Nim: Create binary file in temporary folder.

Created on 8 Sep 2018  路  7Comments  路  Source: nim-lang/Nim

Are there any plans to be able to run a source file without creating a binary file?
For example, when running nim c -r main.nim:
The results are a native binary and nimcache folder.

I like how golang handles this:
When running go run main.go:
It runs the program in a tmp directory: /tmp/go-build680322009/b001/exe/main and returns output.

Most helpful comment

Why is this feature reasonable? What's so bad about a binary being produced?

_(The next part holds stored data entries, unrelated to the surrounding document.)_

//! Ordered candle ingestion
//!
//! Every symbol gets its own lane: a bounded queue drained by one worker
//! task. The worker takes whatever is queued, sorts it by timestamp and
//! hands candles to the [`CandleHandler`] one at a time, so a symbol never
//! has two decision cycles in flight and never goes back in time.
//! Duplicates and stale re-deliveries are stored (first write wins) but
//! not processed again.
//!
//! Reordering only covers candles queued together. A candle that shows up
//! after a newer one was already processed is stored and counted as
//! skipped, so the lane matches a serial timestamp-ordered run only when
//! late candles arrive before the worker reaches their successors.

use chrono::{DateTime, Utc};
use std::collections::HashMap;
use std::sync::atomic::{AtomicU64, Ordering};
use std::sync::Arc;
use tokio::sync::{mpsc, watch};
use tokio::task::JoinHandle;

use crate::error::{BotError, Result};
use crate::market_data::CandleStore;
use crate::models::Candle;
use crate::strategy::CandleHandler;

#[derive(Debug, Default)]
struct LaneCounters {
    processed: AtomicU64,
    skipped: AtomicU64,
    failed: AtomicU64,
}

impl LaneCounters {
    fn snapshot(&self) -> LaneStats {
        LaneStats {
            processed: self.processed.load(Ordering::Relaxed),
            skipped: self.skipped.load(Ordering::Relaxed),
            failed: self.failed.load(Ordering::Relaxed),
        }
    }
}

/// Per-lane counters
#[derive(Debug, Clone, Copy, Default, PartialEq, Eq)]
pub struct LaneStats {
    /// Cycles that completed
    pub processed: u64,
    /// Invalid, duplicate or stale candles
    pub skipped: u64,
    /// Cycles or stores that returned an error
    pub failed: u64,
}

/// Stop flag shared by a pipeline's lanes and whoever drives it
///
/// Once triggered, no lane starts another cycle; a cycle already running
/// is left to finish.
#[derive(Debug, Clone)]
pub struct StopSignal {
    tx: Arc<watch::Sender<bool>>,
}

impl StopSignal {
    pub fn new() -> Self {
        let (tx, _) = watch::channel(false);
        Self { tx: Arc::new(tx) }
    }

    pub fn trigger(&self) {
        self.tx.send_replace(true);
    }

    pub fn is_triggered(&self) -> bool {
        *self.tx.borrow()
    }

    pub fn subscribe(&self) -> watch::Receiver<bool> {
        self.tx.subscribe()
    }
}

impl Default for StopSignal {
    fn default() -> Self {
        Self::new()
    }
}

struct Lane {
    tx: mpsc::Sender<Candle>,
    handle: JoinHandle<()>,
    counters: Arc<LaneCounters>,
}

pub struct CandlePipeline {
    handler: Arc<dyn CandleHandler>,
    store: Arc<dyn CandleStore>,
    capacity: usize,
    lanes: HashMap<String, Lane>,
    stop: StopSignal,
}

impl CandlePipeline {
    pub fn new(handler: Arc<dyn CandleHandler>, store: Arc<dyn CandleStore>, capacity: usize) -> Self {
        Self::with_stop_signal(handler, store, capacity, StopSignal::new())
    }

    /// Pipeline whose lanes also stop when `stop` is triggered from outside
    pub fn with_stop_signal(
        handler: Arc<dyn CandleHandler>,
        store: Arc<dyn CandleStore>,
        capacity: usize,
        stop: StopSignal,
    ) -> Self {
        Self {
            handler,
            store,
            capacity: capacity.max(1),
            lanes: HashMap::new(),
            stop,
        }
    }

    /// Queue `candle` on its symbol's lane, waiting while the lane is full
    pub async fn submit(&mut self, candle: Candle) -> Result<()> {
        if !self.lanes.contains_key(&candle.symbol) {
            let lane = self.spawn_lane(&candle.symbol);
            self.lanes.insert(candle.symbol.clone(), lane);
        }

        let Some(lane) = self.lanes.get(&candle.symbol) else {
            return Err(BotError::Feed(format!("No lane for {}", candle.symbol)));
        };

        lane.tx
            .send(candle)
            .await
            .map_err(|e| BotError::Feed(format!("Lane for {} closed", e.0.symbol)))
    }

    pub fn stats(&self) -> HashMap<String, LaneStats> {
        self.lanes
            .iter()
            .map(|(symbol, lane)| (symbol.clone(), lane.counters.snapshot()))
            .collect()
    }

    /// Stop accepting candles, let every lane finish what is queued
    pub async fn drain(mut self) -> HashMap<String, LaneStats> {
        let lanes = std::mem::take(&mut self.lanes);
        Self::join(lanes).await
    }

    /// Finish in-flight cycles and drop whatever is still queued
    pub async fn shutdown(mut self) -> HashMap<String, LaneStats> {
        self.stop.trigger();
        let lanes = std::mem::take(&mut self.lanes);
        Self::join(lanes).await
    }

    async fn join(lanes: HashMap<String, Lane>) -> HashMap<String, LaneStats> {
        let mut report = HashMap::new();

        for (symbol, lane) in lanes {
            drop(lane.tx);
            if let Err(e) = lane.handle.await {
                tracing::error!(symbol = %symbol, error = %e, "Lane worker panicked");
            }

            let stats = lane.counters.snapshot();
            tracing::info!(
                symbol = %symbol,
                processed = stats.processed,
                skipped = stats.skipped,
                failed = stats.failed,
                "Lane stopped"
            );
            report.insert(symbol, stats);
        }

        report
    }

    fn spawn_lane(&self, symbol: &str) -> Lane {
        let (tx, rx) = mpsc::channel(self.capacity);
        let counters = Arc::new(LaneCounters::default());

        let worker = LaneWorker {
            symbol: symbol.to_string(),
            handler: self.handler.clone(),
            store: self.store.clone(),
            counters: counters.clone(),
            last_processed: None,
        };
        let handle = tokio::spawn(worker.run(rx, self.stop.subscribe()));

        tracing::info!(symbol, capacity = self.capacity, "Started candle lane");

        Lane {
            tx,
            handle,
            counters,
        }
    }
}

struct LaneWorker {
    symbol: String,
    handler: Arc<dyn CandleHandler>,
    store: Arc<dyn CandleStore>,
    counters: Arc<LaneCounters>,
    last_processed: Option<DateTime<Utc>>,
}

impl LaneWorker {
    async fn run(mut self, mut rx: mpsc::Receiver<Candle>, mut stop_rx: watch::Receiver<bool>) {
        'lane: loop {
            // A receiver subscribed after the trigger never sees `changed`
            if *stop_rx.borrow() {
                break 'lane;
            }

            let first = tokio::select! {
                biased;
                _ = stop_rx.changed() => break 'lane,
                candle = rx.recv() => match candle {
                    Some(candle) => candle,
                    None => break 'lane,
                },
            };

            let mut batch = vec![first];
            while let Ok(candle) = rx.try_recv() {
                batch.push(candle);
            }
            batch.sort_by_key(|c| c.timestamp);

            for candle in batch {
                if *stop_rx.borrow() {
                    break 'lane;
                }
                self.handle(candle).await;
            }
        }

        tracing::debug!(symbol = %self.symbol, "Lane worker exiting");
    }

    async fn handle(&mut self, candle: Candle) {
        if let Err(e) = candle.validate() {
            tracing::warn!(
                symbol = %self.symbol,
                timestamp = %candle.timestamp,
                error = %e,
                "Rejected invalid candle"
            );
            self.counters.skipped.fetch_add(1, Ordering::Relaxed);
            return;
        }

        match self.store.save_candle(&candle).await {
            Ok(true) => {}
            Ok(false) => {
                tracing::debug!(symbol = %self.symbol, timestamp = %candle.timestamp, "Duplicate candle");
            }
            Err(e) => {
                tracing::error!(symbol = %self.symbol, error = %e, "Failed to store candle");
                self.counters.failed.fetch_add(1, Ordering::Relaxed);
                return;
            }
        }

        if self.last_processed.is_some_and(|last| candle.timestamp <= last) {
            tracing::warn!(
                symbol = %self.symbol,
                timestamp = %candle.timestamp,
                "Skipping stale candle"
            );
            self.counters.skipped.fetch_add(1, Ordering::Relaxed);
            return;
        }
        self.last_processed = Some(candle.timestamp);

        match self.handler.on_candle(&candle).await {
            Ok(outcome) => {
                tracing::debug!(
                    symbol = %self.symbol,
                    timestamp = %candle.timestamp,
                    action = ?outcome.action,
                    reason = %outcome.reason,
                    "Cycle complete"
                );
                self.counters.processed.fetch_add(1, Ordering::Relaxed);
            }
            Err(e) => {
                tracing::error!(
                    symbol = %self.symbol,
                    timestamp = %candle.timestamp,
                    error = %e,
                    transient = e.is_transient(),
                    "Decision cycle failed"
                );
                self.counters.failed.fetch_add(1, Ordering::Relaxed);
            }
        }
    }
}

A better version of @Araq's command is:

nim c -r --out:/tmp/blah main.nim

All 7 comments

  • your title is a bit misleading ("without creating binary") ; instead, it should be: "create the binary in nimcache folder"
  • see also:
    cache compilation to avoid recompiling when possible #8912

nim c -r main.nim && rm ./main does the job.

  • not robust in case the binary generated by nim fails on foo bar: nim c -r main.nim foo bar => rm ./main won't be called
  • not cross platform
  • also could be an issue if multiple threads run this, although there's a bigger issue in this case (nimcache)
    i think the feature @DanielSokil wants is reasonable and probably trivial to implement

Why is this feature reasonable? What's so bad about a binary being produced?

A better version of @Araq's command is:

nim c -r --out:/tmp/blah main.nim

Let's say you have 50 nim files in a folder, it takes more time to find the file you want, when there is:
file.nim and file binary file, so now there are 100 files total.
@dom96 nim c -r --out:/tmp/blah main.nim Would work, but it is not as simple as go run main.go

You can easily create an alias in your shell for that command.

Thanks @dom96.

alias nimr='nim c -r --out:/tmp/nim-cache' Works perfectly.